La protection à base communautaire est souvent considérée comme un effort que la communauté doit réaliser toute seule, si bien que les initiatives impliquant d’autres organisations ou sympathisants ne sont parfois pas considérées comme de véritables projets « à base communautaire ». Cependant, les acteurs externes peuvent jouer un rôle crucial en aidant les communautés à identifier leurs propres besoins et diriger leurs propres projets. (Ce rôle peut s’avérer particulièrement important lorsque les personnes déplacées ne sont pas autorisées par la loi à créer leurs propres organisations communautaires, comme c’est le cas en Inde.) Cela implique de voir plus loin que les gains déterminants réalisés par le HCR et les ONG, tels que les économies de coûts et l’extension de la portée de leurs services, et de revoir ce que signifie le « soutien » et comment il est possible de forger des partenariats. Le développement communautaire (en tant que cadre de théorie et de pratique distinct) peut apporter  de nombreuses réponses à cet égard, dans la mesure où il reconnaît que les processus sont aussi importants que les résultats.

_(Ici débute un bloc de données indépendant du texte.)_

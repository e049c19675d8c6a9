//! Side-effecting helpers: configuration and case model files.

pub mod config;
pub mod model_store;
//! CLI tests for the `casekit` binary.
//!
//! Spawns the binary and verifies exit codes and output for valid and
//! invalid models and for config initialization.

use std::fs;
use std::path::Path;
use std::process::Command;

use casekit::core::types::{CriterionKind, StandardEvent};
use casekit::exit_codes;
use casekit::io::config::{EngineConfig, load_config};
use casekit::io::model_store::write_model;
use casekit::test_support::{case_plan, human_task, model, on_part, sentry, stage};
use serde_json::Value;

fn write_sample_model(dir: &Path) -> std::path::PathBuf {
    let path = dir.join("model.json");
    let definition = model(
        "sample",
        case_plan(vec![
            human_task("A"),
            stage("S", vec![human_task("B")]),
        ]),
        vec![sentry(
            "enterS",
            CriterionKind::Entry,
            "S",
            vec![on_part("A", StandardEvent::Complete)],
        )],
    );
    write_model(&path, &definition).expect("write model");
    path
}

#[test]
fn validate_accepts_valid_model() {
    let temp = tempfile::tempdir().expect("tempdir");
    let path = write_sample_model(temp.path());

    let output = Command::new(env!("CARGO_BIN_EXE_casekit"))
        .arg("validate")
        .arg(&path)
        .output()
        .expect("casekit validate");

    assert_eq!(output.status.code(), Some(exit_codes::OK));
    let stdout = String::from_utf8_lossy(&output.stdout);
    assert!(stdout.contains("valid: sample"));
}

#[test]
fn validate_rejects_invalid_model() {
    let temp = tempfile::tempdir().expect("tempdir");
    let path = temp.path().join("model.json");
    fs::write(
        &path,
        r#"{ "id": "bad", "plan": { "id": "root", "kind": "case_plan", "children": [
            { "id": "A", "kind": "task" }, { "id": "A", "kind": "task" } ] } }"#,
    )
    .expect("write model");

    let output = Command::new(env!("CARGO_BIN_EXE_casekit"))
        .arg("validate")
        .arg(&path)
        .output()
        .expect("casekit validate");

    assert_eq!(output.status.code(), Some(exit_codes::INVALID));
    let stderr = String::from_utf8_lossy(&output.stderr);
    assert!(stderr.contains("duplicate plan item id 'A'"));
}

#[test]
fn inspect_prints_started_tree() {
    let temp = tempfile::tempdir().expect("tempdir");
    let path = write_sample_model(temp.path());

    let output = Command::new(env!("CARGO_BIN_EXE_casekit"))
        .arg("inspect")
        .arg(&path)
        .output()
        .expect("casekit inspect");

    assert_eq!(output.status.code(), Some(exit_codes::OK));
    let inspection: Value = serde_json::from_slice(&output.stdout).expect("json output");
    assert_eq!(inspection["definition"], "sample");
    assert_eq!(inspection["tree"]["state"], "active");
    let children = inspection["tree"]["children"].as_array().expect("children");
    assert_eq!(children.len(), 2);
    assert_eq!(children[0]["activity_id"], "A");
    assert_eq!(children[1]["state"], "available");
    assert_eq!(inspection["tasks"].as_array().map(Vec::len), Some(1));
}

#[test]
fn init_config_writes_defaults_once() {
    let temp = tempfile::tempdir().expect("tempdir");
    let path = temp.path().join("casekit.toml");

    let status = Command::new(env!("CARGO_BIN_EXE_casekit"))
        .arg("init-config")
        .arg(&path)
        .status()
        .expect("casekit init-config");
    assert_eq!(status.code(), Some(exit_codes::OK));
    assert_eq!(load_config(&path).expect("load"), EngineConfig::default());

    let status = Command::new(env!("CARGO_BIN_EXE_casekit"))
        .arg("init-config")
        .arg(&path)
        .status()
        .expect("casekit init-config");
    assert_eq!(status.code(), Some(exit_codes::INVALID));

    let status = Command::new(env!("CARGO_BIN_EXE_casekit"))
        .args(["init-config", "--force"])
        .arg(&path)
        .status()
        .expect("casekit init-config --force");
    assert_eq!(status.code(), Some(exit_codes::OK));
}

Le Projet de développement de la communauté de réfugiés (PDCR) était dirigé par les communautés de réfugiés somaliens et afghans dans le sud et le nord de Delhi, en Inde. Le PDCR avait été établi par le Centre de recherche sur les réfugiés (Centre for Refugee Research - CRR) de l’université de Nouvelles Galles du Sud, en consultation avec la communauté de réfugiés et avec l’appui du HCR. L’ONG Don Bosco India, un partenaire d’exécution financé par le HCR, fournissait un espace pour certaines activités du projet avant de devenir, les dernières années, un partenaire local de coordination qui facilitait l’intégration des enseignements du développement communautaire à l’éventail plus général de services destinés aux réfugiés. Au cours de ses quatre années d’opération (jusqu’à fin 2015), le projet a développé un programme exhaustif d’enseignement, d’appui aux femmes et d’activités de subsistance, employant 31 travailleurs communautaires somaliens et afghans et bénéficiant à 2 100 membres de la communauté des réfugiés ayant participé aux cours éducatifs, aux groupes de soutien social des femmes, aux pique-niques récréatifs et aux activités génératrices de revenus.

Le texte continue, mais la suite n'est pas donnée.